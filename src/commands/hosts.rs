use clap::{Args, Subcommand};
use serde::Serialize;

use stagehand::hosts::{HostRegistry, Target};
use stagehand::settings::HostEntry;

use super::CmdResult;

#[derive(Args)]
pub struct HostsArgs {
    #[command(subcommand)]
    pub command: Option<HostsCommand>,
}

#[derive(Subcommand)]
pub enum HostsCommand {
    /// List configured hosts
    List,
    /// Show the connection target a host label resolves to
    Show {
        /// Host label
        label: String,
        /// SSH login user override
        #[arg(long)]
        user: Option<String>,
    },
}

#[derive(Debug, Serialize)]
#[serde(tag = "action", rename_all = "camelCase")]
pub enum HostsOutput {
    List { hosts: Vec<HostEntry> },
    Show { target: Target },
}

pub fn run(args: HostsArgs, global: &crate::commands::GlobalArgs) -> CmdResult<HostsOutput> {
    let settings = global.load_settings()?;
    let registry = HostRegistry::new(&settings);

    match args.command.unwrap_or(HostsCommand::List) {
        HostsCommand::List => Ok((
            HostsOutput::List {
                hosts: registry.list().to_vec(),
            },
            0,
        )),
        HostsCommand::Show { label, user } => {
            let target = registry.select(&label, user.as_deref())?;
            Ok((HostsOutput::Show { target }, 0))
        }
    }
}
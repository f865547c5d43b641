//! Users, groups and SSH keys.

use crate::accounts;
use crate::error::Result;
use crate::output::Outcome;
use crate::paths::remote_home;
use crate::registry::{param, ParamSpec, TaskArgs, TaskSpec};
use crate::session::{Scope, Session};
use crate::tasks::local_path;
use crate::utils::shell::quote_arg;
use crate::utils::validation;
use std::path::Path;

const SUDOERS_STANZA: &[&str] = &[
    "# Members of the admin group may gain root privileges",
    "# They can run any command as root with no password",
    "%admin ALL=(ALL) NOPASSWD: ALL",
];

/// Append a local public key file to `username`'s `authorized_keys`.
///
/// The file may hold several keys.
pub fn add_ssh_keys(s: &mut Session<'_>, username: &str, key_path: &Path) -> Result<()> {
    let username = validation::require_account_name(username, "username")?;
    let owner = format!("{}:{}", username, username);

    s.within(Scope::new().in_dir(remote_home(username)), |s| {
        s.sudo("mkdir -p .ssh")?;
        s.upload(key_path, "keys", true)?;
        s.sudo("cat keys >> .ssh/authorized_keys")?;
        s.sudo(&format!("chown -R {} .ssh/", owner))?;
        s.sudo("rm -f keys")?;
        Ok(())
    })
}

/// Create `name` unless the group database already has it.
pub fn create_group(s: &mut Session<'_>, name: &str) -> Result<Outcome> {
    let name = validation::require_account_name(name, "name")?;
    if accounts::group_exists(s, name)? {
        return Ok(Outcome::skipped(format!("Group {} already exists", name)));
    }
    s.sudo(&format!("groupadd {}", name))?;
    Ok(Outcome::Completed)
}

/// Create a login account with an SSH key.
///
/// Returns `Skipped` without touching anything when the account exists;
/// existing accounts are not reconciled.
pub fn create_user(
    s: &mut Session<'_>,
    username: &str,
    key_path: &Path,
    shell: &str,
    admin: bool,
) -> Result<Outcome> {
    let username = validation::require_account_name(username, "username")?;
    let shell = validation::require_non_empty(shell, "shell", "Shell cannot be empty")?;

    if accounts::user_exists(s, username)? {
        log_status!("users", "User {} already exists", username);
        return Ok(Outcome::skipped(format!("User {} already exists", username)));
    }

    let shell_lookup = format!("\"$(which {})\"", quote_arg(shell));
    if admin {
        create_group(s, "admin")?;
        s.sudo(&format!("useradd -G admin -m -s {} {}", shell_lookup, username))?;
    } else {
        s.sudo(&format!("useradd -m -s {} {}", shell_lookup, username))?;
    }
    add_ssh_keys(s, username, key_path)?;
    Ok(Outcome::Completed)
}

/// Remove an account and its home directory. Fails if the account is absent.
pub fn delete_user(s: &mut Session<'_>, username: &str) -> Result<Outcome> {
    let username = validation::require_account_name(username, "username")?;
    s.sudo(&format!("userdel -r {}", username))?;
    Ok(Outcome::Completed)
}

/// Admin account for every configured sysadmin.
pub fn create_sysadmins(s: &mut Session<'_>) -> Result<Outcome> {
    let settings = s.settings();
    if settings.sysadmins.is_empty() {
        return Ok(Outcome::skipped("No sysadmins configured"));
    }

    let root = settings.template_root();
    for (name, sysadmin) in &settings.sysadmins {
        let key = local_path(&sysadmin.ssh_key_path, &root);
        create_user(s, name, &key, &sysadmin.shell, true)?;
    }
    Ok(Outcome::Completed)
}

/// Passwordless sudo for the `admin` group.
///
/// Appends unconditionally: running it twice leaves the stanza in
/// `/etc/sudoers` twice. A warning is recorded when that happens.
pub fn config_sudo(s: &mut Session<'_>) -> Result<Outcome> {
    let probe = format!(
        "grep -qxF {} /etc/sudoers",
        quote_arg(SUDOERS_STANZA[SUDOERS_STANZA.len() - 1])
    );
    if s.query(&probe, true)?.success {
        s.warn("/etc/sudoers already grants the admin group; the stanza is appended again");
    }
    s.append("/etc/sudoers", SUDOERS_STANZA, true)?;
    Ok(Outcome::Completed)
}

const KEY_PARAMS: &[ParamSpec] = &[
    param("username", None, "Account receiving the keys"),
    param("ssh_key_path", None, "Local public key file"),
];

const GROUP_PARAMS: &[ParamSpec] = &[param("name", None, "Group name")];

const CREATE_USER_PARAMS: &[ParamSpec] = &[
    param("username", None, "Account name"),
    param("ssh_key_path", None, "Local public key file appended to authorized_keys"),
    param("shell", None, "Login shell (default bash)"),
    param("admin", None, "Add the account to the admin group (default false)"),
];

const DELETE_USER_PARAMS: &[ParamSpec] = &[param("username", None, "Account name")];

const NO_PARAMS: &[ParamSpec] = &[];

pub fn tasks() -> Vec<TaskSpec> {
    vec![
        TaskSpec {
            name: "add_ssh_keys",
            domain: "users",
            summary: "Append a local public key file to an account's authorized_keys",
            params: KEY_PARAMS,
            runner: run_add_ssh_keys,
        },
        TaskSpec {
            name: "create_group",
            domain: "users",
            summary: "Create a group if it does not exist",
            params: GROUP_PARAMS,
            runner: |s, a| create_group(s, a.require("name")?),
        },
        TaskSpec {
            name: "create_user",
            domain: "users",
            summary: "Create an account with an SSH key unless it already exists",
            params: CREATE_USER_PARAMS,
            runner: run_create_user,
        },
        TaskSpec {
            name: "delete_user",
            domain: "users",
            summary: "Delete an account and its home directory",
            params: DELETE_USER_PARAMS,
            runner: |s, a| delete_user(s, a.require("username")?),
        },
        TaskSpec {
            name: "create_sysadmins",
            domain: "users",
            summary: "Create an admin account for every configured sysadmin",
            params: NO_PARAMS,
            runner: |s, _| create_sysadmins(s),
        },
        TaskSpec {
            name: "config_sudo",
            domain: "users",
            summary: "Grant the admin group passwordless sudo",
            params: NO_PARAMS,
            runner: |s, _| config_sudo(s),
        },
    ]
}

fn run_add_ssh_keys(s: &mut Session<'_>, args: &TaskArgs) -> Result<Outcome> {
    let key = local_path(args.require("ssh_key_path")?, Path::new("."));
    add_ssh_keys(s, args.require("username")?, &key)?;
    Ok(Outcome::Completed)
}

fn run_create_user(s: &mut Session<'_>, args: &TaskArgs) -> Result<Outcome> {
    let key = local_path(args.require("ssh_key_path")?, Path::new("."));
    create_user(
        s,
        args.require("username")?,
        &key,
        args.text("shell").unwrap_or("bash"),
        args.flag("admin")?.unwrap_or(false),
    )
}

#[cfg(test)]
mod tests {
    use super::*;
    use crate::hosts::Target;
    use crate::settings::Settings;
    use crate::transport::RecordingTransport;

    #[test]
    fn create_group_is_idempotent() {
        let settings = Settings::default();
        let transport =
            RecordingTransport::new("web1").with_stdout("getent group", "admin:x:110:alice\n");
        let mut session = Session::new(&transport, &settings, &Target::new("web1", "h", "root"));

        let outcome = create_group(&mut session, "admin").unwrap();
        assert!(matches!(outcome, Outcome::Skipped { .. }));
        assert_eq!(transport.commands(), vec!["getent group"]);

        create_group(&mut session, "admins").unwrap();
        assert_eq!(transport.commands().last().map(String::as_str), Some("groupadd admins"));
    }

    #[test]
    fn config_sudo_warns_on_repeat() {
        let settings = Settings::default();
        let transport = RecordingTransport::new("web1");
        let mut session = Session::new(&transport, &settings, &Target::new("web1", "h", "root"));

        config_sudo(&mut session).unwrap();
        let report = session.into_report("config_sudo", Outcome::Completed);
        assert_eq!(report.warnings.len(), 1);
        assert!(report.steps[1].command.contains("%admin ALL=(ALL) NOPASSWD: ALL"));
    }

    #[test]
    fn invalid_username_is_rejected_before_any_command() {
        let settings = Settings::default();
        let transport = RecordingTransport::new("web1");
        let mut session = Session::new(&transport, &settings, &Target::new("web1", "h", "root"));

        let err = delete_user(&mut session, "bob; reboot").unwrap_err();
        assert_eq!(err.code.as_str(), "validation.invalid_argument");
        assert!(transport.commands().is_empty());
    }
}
----------
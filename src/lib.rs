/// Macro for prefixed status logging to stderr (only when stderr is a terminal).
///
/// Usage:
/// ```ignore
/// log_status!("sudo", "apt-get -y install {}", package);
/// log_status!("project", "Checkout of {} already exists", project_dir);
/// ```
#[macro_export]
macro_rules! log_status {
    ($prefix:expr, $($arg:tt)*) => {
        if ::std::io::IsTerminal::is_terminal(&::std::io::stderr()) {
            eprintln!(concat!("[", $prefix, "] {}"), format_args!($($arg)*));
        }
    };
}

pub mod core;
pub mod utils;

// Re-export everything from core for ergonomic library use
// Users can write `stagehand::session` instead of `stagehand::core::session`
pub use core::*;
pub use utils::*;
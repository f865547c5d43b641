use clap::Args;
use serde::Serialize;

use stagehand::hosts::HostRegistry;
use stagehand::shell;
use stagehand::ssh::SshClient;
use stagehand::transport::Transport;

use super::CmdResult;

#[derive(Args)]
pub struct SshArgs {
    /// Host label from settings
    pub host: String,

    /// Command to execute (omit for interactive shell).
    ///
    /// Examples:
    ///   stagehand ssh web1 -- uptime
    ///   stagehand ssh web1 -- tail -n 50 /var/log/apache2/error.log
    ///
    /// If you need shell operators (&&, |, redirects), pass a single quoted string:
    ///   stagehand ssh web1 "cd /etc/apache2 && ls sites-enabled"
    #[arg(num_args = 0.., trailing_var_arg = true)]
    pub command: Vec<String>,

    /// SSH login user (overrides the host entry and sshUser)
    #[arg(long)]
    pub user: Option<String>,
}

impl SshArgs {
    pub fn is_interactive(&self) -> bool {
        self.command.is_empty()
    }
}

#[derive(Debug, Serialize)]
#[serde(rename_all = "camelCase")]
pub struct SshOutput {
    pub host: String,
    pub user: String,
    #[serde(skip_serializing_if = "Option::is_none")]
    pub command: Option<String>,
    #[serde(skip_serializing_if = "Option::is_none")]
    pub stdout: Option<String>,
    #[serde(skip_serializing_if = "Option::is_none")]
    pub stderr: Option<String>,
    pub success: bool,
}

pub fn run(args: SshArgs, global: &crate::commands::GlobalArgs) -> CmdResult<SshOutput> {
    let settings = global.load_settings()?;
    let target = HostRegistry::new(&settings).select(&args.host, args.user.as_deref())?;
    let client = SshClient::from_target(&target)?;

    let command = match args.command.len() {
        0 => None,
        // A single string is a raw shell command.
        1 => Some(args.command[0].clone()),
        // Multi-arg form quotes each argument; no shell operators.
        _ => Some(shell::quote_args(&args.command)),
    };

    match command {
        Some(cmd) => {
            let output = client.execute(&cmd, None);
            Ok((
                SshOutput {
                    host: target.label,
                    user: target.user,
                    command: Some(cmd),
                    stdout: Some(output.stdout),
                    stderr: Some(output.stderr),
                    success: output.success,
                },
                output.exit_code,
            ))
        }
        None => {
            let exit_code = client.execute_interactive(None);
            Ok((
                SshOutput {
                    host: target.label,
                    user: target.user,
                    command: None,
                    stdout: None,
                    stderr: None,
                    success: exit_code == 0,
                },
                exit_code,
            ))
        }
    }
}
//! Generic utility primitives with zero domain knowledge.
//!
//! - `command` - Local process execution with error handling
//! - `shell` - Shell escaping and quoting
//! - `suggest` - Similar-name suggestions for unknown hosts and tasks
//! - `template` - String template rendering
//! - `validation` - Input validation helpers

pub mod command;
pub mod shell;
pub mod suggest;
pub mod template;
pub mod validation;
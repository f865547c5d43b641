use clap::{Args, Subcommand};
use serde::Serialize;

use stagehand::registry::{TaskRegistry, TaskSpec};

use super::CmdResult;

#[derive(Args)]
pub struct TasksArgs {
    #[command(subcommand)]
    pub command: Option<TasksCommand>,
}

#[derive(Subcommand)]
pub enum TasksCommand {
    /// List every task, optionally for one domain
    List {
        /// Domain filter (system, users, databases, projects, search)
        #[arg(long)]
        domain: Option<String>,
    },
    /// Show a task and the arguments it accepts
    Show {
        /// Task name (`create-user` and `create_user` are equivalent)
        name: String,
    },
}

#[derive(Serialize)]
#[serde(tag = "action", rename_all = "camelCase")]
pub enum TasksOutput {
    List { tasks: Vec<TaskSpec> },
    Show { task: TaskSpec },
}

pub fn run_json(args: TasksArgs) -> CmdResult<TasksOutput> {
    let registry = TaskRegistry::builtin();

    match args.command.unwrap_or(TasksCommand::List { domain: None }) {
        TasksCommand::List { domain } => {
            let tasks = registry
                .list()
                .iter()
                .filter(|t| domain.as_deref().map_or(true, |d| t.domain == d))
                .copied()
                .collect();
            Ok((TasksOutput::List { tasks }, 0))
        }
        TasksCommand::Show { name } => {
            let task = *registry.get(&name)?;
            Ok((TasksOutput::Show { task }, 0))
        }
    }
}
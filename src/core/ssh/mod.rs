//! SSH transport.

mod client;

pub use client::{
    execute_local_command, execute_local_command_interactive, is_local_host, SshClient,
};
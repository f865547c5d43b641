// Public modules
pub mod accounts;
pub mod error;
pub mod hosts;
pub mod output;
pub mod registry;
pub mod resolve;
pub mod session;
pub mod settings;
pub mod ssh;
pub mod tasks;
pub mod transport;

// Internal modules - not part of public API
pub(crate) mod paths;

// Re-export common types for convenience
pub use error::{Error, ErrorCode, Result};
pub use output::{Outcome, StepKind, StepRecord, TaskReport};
----------
> _EXERCISE DETAILS_: Reproduce every line in the data that has the word "RecordingTransport" in it.

> _ANSWER BELOW_:
    use crate::transport::RecordingTransport;
            RecordingTransport::new("web1").with_stdout("getent group", "admin:x:110:alice\n");
        let transport = RecordingTransport::new("web1");
        let transport = RecordingTransport::new("web1");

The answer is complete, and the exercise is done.